If, for a second, we think about intent as being controlled aggression then it might make more sense. When we work on the pads we should not be lack lustre. Every strike should be thought of as a finisher, or a combination that leads to a finish. In the early stages when we are learning, and our co-ordination is developing, we can still have this mindset. Although it may take you 5-6 seconds to go through a combination of 4 strikes you can still imagine that you are putting maximum effort into them. It is only your brain that you need to fool in these circumstances.
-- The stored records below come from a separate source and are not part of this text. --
//! JSON shapes of error descriptors and result envelopes.
//!
//! ```json
//! { "succeeded": false,
//!   "errors": [ { "kind": "ValidationException",
//!                 "message": "Last name is required",
//!                 "dataField": "lastName" } ] }
//! ```
//!
//! `dataField` is omitted when absent; `payload` is omitted unless the call
//! succeeded. Error descriptors carry optional fields natively, so the
//! placeholder rule of [`crate::post_value`] never applies to them.

use serde::de::DeserializeOwned;
use serde::{Deserialize, Deserializer, Serialize};
use trellis_core::{CallError, ErrorDescriptor, ManagedError, NoDataResult, ServiceResult};
use utoipa::ToSchema;

use crate::error::RestError;

/// A single error descriptor.
#[derive(Debug, Clone, PartialEq, Eq, Serialize, Deserialize, ToSchema)]
#[serde(rename_all = "camelCase")]
pub struct ErrorDescriptorDto {
    /// Error kind tag.
    #[schema(example = "ValidationException")]
    pub kind: String,
    /// Human-readable message.
    #[schema(example = "Last name is required")]
    pub message: String,
    /// Offending field, present only for validation errors.
    #[serde(default, skip_serializing_if = "Option::is_none")]
    #[schema(example = "lastName")]
    pub data_field: Option<String>,
}

impl From<&ErrorDescriptor> for ErrorDescriptorDto {
    fn from(descriptor: &ErrorDescriptor) -> Self {
        Self {
            kind: descriptor.kind.clone(),
            message: descriptor.message.clone(),
            data_field: descriptor.data_field.clone(),
        }
    }
}

impl From<ErrorDescriptorDto> for ErrorDescriptor {
    fn from(dto: ErrorDescriptorDto) -> Self {
        ErrorDescriptor::new(dto.kind, dto.message, dto.data_field)
    }
}

impl From<&ManagedError> for ErrorDescriptorDto {
    fn from(error: &ManagedError) -> Self {
        Self::from(&ErrorDescriptor::encode(error))
    }
}

fn descriptors_to_dto(errors: &[ErrorDescriptor]) -> Vec<ErrorDescriptorDto> {
    errors.iter().map(ErrorDescriptorDto::from).collect()
}

fn descriptors_from_dto(errors: Vec<ErrorDescriptorDto>) -> Vec<ErrorDescriptor> {
    errors.into_iter().map(ErrorDescriptor::from).collect()
}

/// Result of an operation without a payload.
#[derive(Debug, Clone, PartialEq, Eq, Serialize, Deserialize, ToSchema)]
#[serde(rename_all = "camelCase")]
pub struct NoDataResultDto {
    pub succeeded: bool,
    /// Errors in the order they were raised. Empty on success.
    #[serde(default)]
    pub errors: Vec<ErrorDescriptorDto>,
}

impl From<&NoDataResult> for NoDataResultDto {
    fn from(result: &NoDataResult) -> Self {
        Self {
            succeeded: result.succeeded(),
            errors: descriptors_to_dto(result.errors()),
        }
    }
}

impl From<NoDataResult> for NoDataResultDto {
    fn from(result: NoDataResult) -> Self {
        Self::from(&result)
    }
}

impl From<NoDataResultDto> for NoDataResult {
    fn from(dto: NoDataResultDto) -> Self {
        NoDataResult::from_parts(dto.succeeded, descriptors_from_dto(dto.errors))
    }
}

impl NoDataResultDto {
    /// Parses a response body.
    ///
    /// # Errors
    ///
    /// Returns [`RestError::Json`] if the body is not an envelope.
    pub fn from_json_slice(body: &[u8]) -> Result<Self, RestError> {
        Ok(serde_json::from_slice(body)?)
    }

    /// Returns normally on success, otherwise surfaces the first error.
    ///
    /// # Errors
    ///
    /// See [`NoDataResult::raise_or_return`].
    pub fn raise_or_return(self) -> Result<(), CallError> {
        NoDataResult::from(self).raise_or_return()
    }
}

/// Result of an operation that returns a payload.
///
/// A `payload` key that is present always means a payload was sent, even
/// when its value is `null` (a `()` or `None` payload).
#[derive(Debug, Clone, PartialEq, Eq, Serialize, Deserialize)]
#[serde(rename_all = "camelCase")]
#[serde(bound(deserialize = "T: Deserialize<'de>"))]
pub struct ServiceResultDto<T> {
    #[serde(
        default,
        skip_serializing_if = "Option::is_none",
        deserialize_with = "present_payload"
    )]
    pub payload: Option<T>,
    pub succeeded: bool,
    #[serde(default)]
    pub errors: Vec<ErrorDescriptorDto>,
}

/// Only called when the key exists; a missing key falls back to `None`.
fn present_payload<'de, D, T>(deserializer: D) -> Result<Option<T>, D::Error>
where
    D: Deserializer<'de>,
    T: Deserialize<'de>,
{
    T::deserialize(deserializer).map(Some)
}

impl<T> From<ServiceResult<T>> for ServiceResultDto<T> {
    fn from(result: ServiceResult<T>) -> Self {
        let (succeeded, payload, errors) = result.into_parts();
        Self {
            payload,
            succeeded,
            errors: descriptors_to_dto(&errors),
        }
    }
}

impl<T> From<ServiceResultDto<T>> for ServiceResult<T> {
    fn from(dto: ServiceResultDto<T>) -> Self {
        ServiceResult::from_parts(dto.succeeded, dto.payload, descriptors_from_dto(dto.errors))
    }
}

impl<T: DeserializeOwned> ServiceResultDto<T> {
    /// Parses a response body.
    ///
    /// # Errors
    ///
    /// Returns [`RestError::Json`] if the body is not an envelope of `T`.
    pub fn from_json_slice(body: &[u8]) -> Result<Self, RestError> {
        Ok(serde_json::from_slice(body)?)
    }
}

impl<T> ServiceResultDto<T> {
    /// Returns the payload on success, otherwise surfaces the first error.
    ///
    /// # Errors
    ///
    /// See [`ServiceResult::raise_or_return`].
    pub fn raise_or_return(self) -> Result<T, CallError> {
        ServiceResult::from(self).raise_or_return()
    }
}
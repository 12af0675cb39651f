//! Binary RPC encoding of Trellis result envelopes.
//!
//! Envelopes and error descriptors become prost messages with stable field
//! tags. Payloads travel as the prost encoding of their own type, since
//! generics do not cross the wire. Transport-level gRPC statuses map onto the
//! managed error taxonomy in both directions.

pub mod error;
pub mod message;
pub mod status;

pub use error::RpcError;
pub use message::{ErrorDescriptorMessage, NoDataResultMessage, ServiceResultMessage};
pub use status::{code_for, error_from_status, status_from_error};
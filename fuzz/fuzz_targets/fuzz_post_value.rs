//! Fuzz target for the form placeholder rule.
//!
//! Run with:
//! cargo +nightly fuzz run fuzz_post_value -- -max_total_time=600

#![no_main]

use libfuzzer_sys::fuzz_target;
use trellis_rest::{get_post_value, set_post_value, NULL_PLACEHOLDER};

fuzz_target!(|value: Option<&str>| {
    let sent = set_post_value(value);
    let received = get_post_value(&sent);

    match value {
        None | Some("") => assert_eq!(received, None),
        Some(v) if v == NULL_PLACEHOLDER => assert_eq!(received, None),
        Some(v) => assert_eq!(received.as_deref(), Some(v)),
    }
});
//! Trellis Loader
//!
//! Composition of a service's registration phases, plus the host
//! configuration and logging bootstrap every Trellis service shares.
//!
//! # Example
//!
//! ```
//! use trellis_core::ManagedError;
//! use trellis_loader::{LoadPhase, LoaderPhases};
//!
//! let phases = LoaderPhases::<Vec<&str>, (), ManagedError>::new()
//!     .with_registrations(|registry, _| {
//!         registry.push("customer-service");
//!         Ok(())
//!     });
//!
//! let mut registry = Vec::new();
//! phases.load(&mut registry, &()).unwrap();
//! assert_eq!(registry, ["customer-service"]);
//! assert_eq!(LoadPhase::ORDER.len(), 3);
//! ```

pub mod config;
pub mod loader;
pub mod telemetry;

pub use config::{ConfigError, HostConfig};
pub use loader::{load, LoadError, LoadPhase, LoaderPhases};
pub use telemetry::{init_tracing, TelemetryError};
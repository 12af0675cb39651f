//! Error Kinds
//!
//! The closed set of managed error kinds and the wire tag table.
//!
//! Every kind has exactly one wire tag. The table is generated from a single
//! list so that [`ErrorKind::tag`], [`ErrorKind::from_tag`] and
//! [`ErrorKind::ALL`] can never drift apart.
//!
//! # Example
//!
//! ```
//! use trellis_core::ErrorKind;
//!
//! assert_eq!(ErrorKind::Validation.tag(), "ValidationException");
//! assert_eq!(ErrorKind::from_tag("TimeoutException"), Some(ErrorKind::Timeout));
//! assert_eq!(ErrorKind::from_tag("NotARealKind"), None);
//! ```

use std::fmt::{Display, Formatter};
use std::str::FromStr;

/// Error returned when a string is not a known wire tag.
#[derive(Debug, Clone, PartialEq, Eq)]
pub struct ParseKindError {
    /// The tag that did not match any kind
    pub tag: String,
}

impl Display for ParseKindError {
    fn fmt(&self, f: &mut Formatter<'_>) -> std::fmt::Result {
        write!(f, "unknown error kind tag '{}'", self.tag)
    }
}

impl std::error::Error for ParseKindError {}

/// Defines `ErrorKind` together with its tag table.
macro_rules! define_kinds {
    ($($(#[$meta:meta])* $variant:ident => $tag:literal,)+) => {
        /// Kind of a managed error.
        ///
        /// Fieldless mirror of [`crate::ManagedError`] used for dispatch,
        /// status mapping and tag lookup.
        #[derive(Debug, Clone, Copy, PartialEq, Eq, Hash)]
        pub enum ErrorKind {
            $($(#[$meta])* $variant,)+
        }

        impl ErrorKind {
            /// Every kind, in table order.
            pub const ALL: &'static [ErrorKind] = &[$(ErrorKind::$variant,)+];

            /// Wire tag for this kind.
            #[must_use]
            pub fn tag(self) -> &'static str {
                match self {
                    $(ErrorKind::$variant => $tag,)+
                }
            }

            /// Looks up a kind by its exact wire tag.
            #[must_use]
            pub fn from_tag(tag: &str) -> Option<Self> {
                match tag {
                    $($tag => Some(ErrorKind::$variant),)+
                    _ => None,
                }
            }
        }
    };
}

define_kinds! {
    /// Identity could not be established.
    Authentication => "AuthenticationException",
    /// Identity established but the action is forbidden.
    Authorization => "AuthorizationException",
    /// General security violation.
    Security => "SecurityException",
    /// Access denied to an external resource.
    ExternalAccess => "ExternalAccessException",
    /// Operation exceeded its allotted time.
    Timeout => "TimeoutException",
    /// Transport or connectivity failure.
    Communication => "CommunicationException",
    /// Missing or invalid configuration.
    Configuration => "ConfigurationException",
    /// Input data failed a business rule.
    Validation => "ValidationException",
    /// Persistence or data-layer failure.
    Data => "DataException",
    /// Uniqueness constraint violated.
    Duplicate => "DuplicateException",
    /// Internal invariant violated.
    Logic => "LogicException",
    /// Anything not otherwise classified.
    Unhandled => "UnhandledException",
}

impl ErrorKind {
    /// Parent kind in the taxonomy, if any.
    ///
    /// Authentication, Authorization and ExternalAccess are specialisations
    /// of Security. All other kinds hang directly off the root.
    #[must_use]
    pub fn parent(self) -> Option<ErrorKind> {
        match self {
            ErrorKind::Authentication | ErrorKind::Authorization | ErrorKind::ExternalAccess => {
                Some(ErrorKind::Security)
            }
            _ => None,
        }
    }

    /// Returns true for Security and its specialisations.
    #[must_use]
    pub fn is_security(self) -> bool {
        self == ErrorKind::Security || self.parent() == Some(ErrorKind::Security)
    }

    /// Returns true if a caller may reasonably retry the operation.
    ///
    /// Advisory only. Nothing in this workspace retries.
    #[must_use]
    pub fn is_retryable(self) -> bool {
        matches!(self, ErrorKind::Timeout | ErrorKind::Communication)
    }
}

impl Display for ErrorKind {
    fn fmt(&self, f: &mut Formatter<'_>) -> std::fmt::Result {
        f.write_str(self.tag())
    }
}

impl FromStr for ErrorKind {
    type Err = ParseKindError;

    fn from_str(s: &str) -> Result<Self, Self::Err> {
        ErrorKind::from_tag(s).ok_or_else(|| ParseKindError { tag: s.to_string() })
    }
}
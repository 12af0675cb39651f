use std::env::VarError;

use trellis_core::ManagedError;

/// Settings every Trellis service host reads at startup.
#[derive(Debug, Clone, PartialEq, Eq)]
pub struct HostConfig {
    /// Name the service reports in logs.
    pub service_name: String,

    /// Deployment environment, e.g. `development` or `production`.
    pub environment: String,

    /// `tracing` filter used when `RUST_LOG` is not set.
    pub log_filter: String,

    /// Whether internal error text may be passed to callers.
    /// Only meant for development; defaults to false.
    pub expose_error_details: bool,
}

impl HostConfig {
    /// Load configuration from environment variables.
    pub fn from_env() -> Result<Self, ConfigError> {
        Self::from_reader(|key| std::env::var(key))
    }

    /// Load configuration from a custom variable reader.
    ///
    /// This allows tests to supply variables without mutating process-global
    /// environment state.
    pub fn from_reader<F>(reader: F) -> Result<Self, ConfigError>
    where
        F: Fn(&str) -> Result<String, VarError>,
    {
        let service_name = reader("TRELLIS_SERVICE_NAME")
            .map_err(|_| ConfigError::MissingVar("TRELLIS_SERVICE_NAME".into()))?;
        if service_name.trim().is_empty() {
            return Err(ConfigError::InvalidValue(
                "TRELLIS_SERVICE_NAME".into(),
                "must not be empty".into(),
            ));
        }

        let environment =
            reader("TRELLIS_ENVIRONMENT").unwrap_or_else(|_| "development".to_string());

        let log_filter = reader("TRELLIS_LOG_FILTER").unwrap_or_else(|_| "info".to_string());

        let expose_error_details = reader("TRELLIS_EXPOSE_ERROR_DETAILS")
            .unwrap_or_else(|_| "false".to_string())
            .parse::<bool>()
            .map_err(|e| {
                ConfigError::InvalidValue("TRELLIS_EXPOSE_ERROR_DETAILS".into(), e.to_string())
            })?;

        Ok(Self {
            service_name,
            environment,
            log_filter,
            expose_error_details,
        })
    }

    /// Message a caller sees for an internal error.
    ///
    /// The internal display text when details are exposed, `fallback`
    /// otherwise.
    pub fn public_message_for(&self, err: &dyn std::error::Error, fallback: &str) -> String {
        if self.expose_error_details {
            err.to_string()
        } else {
            fallback.to_string()
        }
    }

    /// Wraps an internal error as Unhandled using [`Self::public_message_for`].
    pub fn wrap_unhandled(
        &self,
        err: &(dyn std::error::Error + 'static),
        fallback: &str,
    ) -> ManagedError {
        ManagedError::unhandled_from(err, self.public_message_for(err, fallback))
    }
}

/// Configuration errors.
#[derive(Debug, thiserror::Error)]
pub enum ConfigError {
    #[error("missing required environment variable: {0}")]
    MissingVar(String),

    #[error("invalid value for {0}: {1}")]
    InvalidValue(String, String),
}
When we run through our combative sets it should be no different. If we cannot go at full tilt, as some of the movements are still alien to us, then look to the sections of it where you can go all out. Then go slower for the more unfamiliar parts then increase the pace again. Through doing this you will become much better, as opposed to rushing through things and making mistakes. Now remember, in combat you will make mistakes. However, in the gym when you are being told what to do you should really try and stick to the plan as much as possible. When, through speed, some things go wrong just improvise and adapt. Never punish yourself for thinking you didn't get it right. We are all there to train, and if you got it right every time all the time then there would be little need for training.
There is a scene in Bruce Lee's Enter the Dragon where he talks with his young student about emotional content. It's know by many names in martial arts but you want to be adopting it and becoming friends with it early on. You probably already know it from when you are attacking the warm up and are maxing out push ups or doing fireman carries. Now take that same energy and put it into the empty hand arena.
I guarantee you that your training will come on ten fold with this new mindset.